#### AVAILABLE RECORDS

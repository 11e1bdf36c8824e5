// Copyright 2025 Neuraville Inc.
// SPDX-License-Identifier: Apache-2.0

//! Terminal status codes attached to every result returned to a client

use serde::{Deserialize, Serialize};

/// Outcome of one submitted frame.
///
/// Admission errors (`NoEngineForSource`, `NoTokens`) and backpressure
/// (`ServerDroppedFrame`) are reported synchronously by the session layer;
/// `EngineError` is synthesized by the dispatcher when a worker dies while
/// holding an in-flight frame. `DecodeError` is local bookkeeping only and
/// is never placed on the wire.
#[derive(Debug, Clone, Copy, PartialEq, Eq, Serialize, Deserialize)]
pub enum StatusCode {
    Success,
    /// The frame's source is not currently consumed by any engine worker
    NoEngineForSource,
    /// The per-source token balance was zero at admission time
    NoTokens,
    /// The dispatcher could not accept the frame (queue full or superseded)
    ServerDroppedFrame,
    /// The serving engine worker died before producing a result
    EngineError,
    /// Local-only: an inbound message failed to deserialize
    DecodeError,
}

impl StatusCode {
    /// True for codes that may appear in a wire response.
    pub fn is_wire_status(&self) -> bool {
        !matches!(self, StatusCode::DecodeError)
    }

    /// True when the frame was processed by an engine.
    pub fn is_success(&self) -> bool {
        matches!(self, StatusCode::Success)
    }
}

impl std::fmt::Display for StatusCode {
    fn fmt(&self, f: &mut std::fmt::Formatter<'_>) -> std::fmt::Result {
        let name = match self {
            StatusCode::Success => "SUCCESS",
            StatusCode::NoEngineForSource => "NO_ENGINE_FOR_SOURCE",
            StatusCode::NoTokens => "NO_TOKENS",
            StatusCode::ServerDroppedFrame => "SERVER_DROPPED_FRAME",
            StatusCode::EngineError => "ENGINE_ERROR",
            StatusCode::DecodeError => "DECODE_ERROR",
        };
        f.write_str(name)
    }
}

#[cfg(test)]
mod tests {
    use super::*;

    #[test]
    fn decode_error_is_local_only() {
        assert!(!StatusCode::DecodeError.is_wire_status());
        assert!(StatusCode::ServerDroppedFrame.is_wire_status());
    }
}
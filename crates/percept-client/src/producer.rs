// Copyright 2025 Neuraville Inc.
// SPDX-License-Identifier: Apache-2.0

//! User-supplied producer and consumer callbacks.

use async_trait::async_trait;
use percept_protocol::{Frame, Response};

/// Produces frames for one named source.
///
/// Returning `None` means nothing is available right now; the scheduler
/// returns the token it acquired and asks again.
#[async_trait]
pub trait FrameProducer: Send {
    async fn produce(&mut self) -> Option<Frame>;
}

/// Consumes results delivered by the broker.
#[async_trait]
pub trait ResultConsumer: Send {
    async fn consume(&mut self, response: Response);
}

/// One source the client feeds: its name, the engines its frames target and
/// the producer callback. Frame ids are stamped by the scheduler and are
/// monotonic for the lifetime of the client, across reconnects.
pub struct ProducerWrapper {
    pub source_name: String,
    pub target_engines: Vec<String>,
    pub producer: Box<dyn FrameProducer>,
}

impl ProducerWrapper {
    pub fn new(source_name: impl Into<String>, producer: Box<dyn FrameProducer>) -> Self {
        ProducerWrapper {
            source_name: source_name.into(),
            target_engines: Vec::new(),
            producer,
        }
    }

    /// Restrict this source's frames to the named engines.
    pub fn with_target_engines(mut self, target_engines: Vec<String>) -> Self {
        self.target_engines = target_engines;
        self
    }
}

#### BRIEF
Take the lines above from the one containing "and asks again." to the one containing "pub fn with_target_engines(mut" and retype them exactly, both ends included, with nothing added.

#### EXERCISE SOLUTION
/// returns the token it acquired and asks again.
#[async_trait]
pub trait FrameProducer: Send {
    async fn produce(&mut self) -> Option<Frame>;
}

/// Consumes results delivered by the broker.
#[async_trait]
pub trait ResultConsumer: Send {
    async fn consume(&mut self, response: Response);
}

/// One source the client feeds: its name, the engines its frames target and
/// the producer callback. Frame ids are stamped by the scheduler and are
/// monotonic for the lifetime of the client, across reconnects.
pub struct ProducerWrapper {
    pub source_name: String,
    pub target_engines: Vec<String>,
    pub producer: Box<dyn FrameProducer>,
}

impl ProducerWrapper {
    pub fn new(source_name: impl Into<String>, producer: Box<dyn FrameProducer>) -> Self {
        ProducerWrapper {
            source_name: source_name.into(),
            target_engines: Vec::new(),
            producer,
        }
    }

    /// Restrict this source's frames to the named engines.
    pub fn with_target_engines(mut self, target_engines: Vec<String>) -> Self {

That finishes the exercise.